Work item: Of the material below, the lines to be retyped are those from the line containing "async fn sign_up(&self, account: &NewAccount)" through the line containing "addresses succeed silently.", inclusive; reproduce them exactly.

Provided entries:
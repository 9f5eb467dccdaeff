//! Contract with the identity provider
//!
//! The service never stores or checks passwords itself; it asks an
//! [`IdentityProvider`] and only keeps the subject identifier it gets back,
//! inside the signed session.

use async_trait::async_trait;
use thiserror::Error;

use crate::models::{Credentials, Identity, NewAccount};

#[derive(Error, Debug)]
pub enum IdentityError {
    /// An account with this email already exists
    #[error("Account already exists")]
    AlreadyExists,

    /// The subject does not exist
    #[error("Unknown subject")]
    UnknownSubject,

    /// Anything else from the backend
    #[error(transparent)]
    Backend(#[from] anyhow::Error),
}

#[async_trait]
pub trait IdentityProvider: Send + Sync {
    /// Create a durable account. When `guest_subject_id` is set the guest's
    /// subject id is kept so its history carries over.
    async fn sign_up(&self, account: &NewAccount) -> Result<Identity, IdentityError>;

    /// `Ok(None)` means the credentials did not match
    async fn sign_in(&self, credentials: &Credentials) -> Result<Option<Identity>, IdentityError>;

    /// Start a reset for `email`. Unknown addresses succeed silently.
    async fn request_password_reset(&self, email: &str) -> Result<(), IdentityError>;

    async fn update_password(&self, subject_id: &str, new_password: &str)
    -> Result<(), IdentityError>;
}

Result of the task:
    async fn sign_up(&self, account: &NewAccount) -> Result<Identity, IdentityError>;

    /// `Ok(None)` means the credentials did not match
    async fn sign_in(&self, credentials: &Credentials) -> Result<Option<Identity>, IdentityError>;

    /// Start a reset for `email`. Unknown addresses succeed silently.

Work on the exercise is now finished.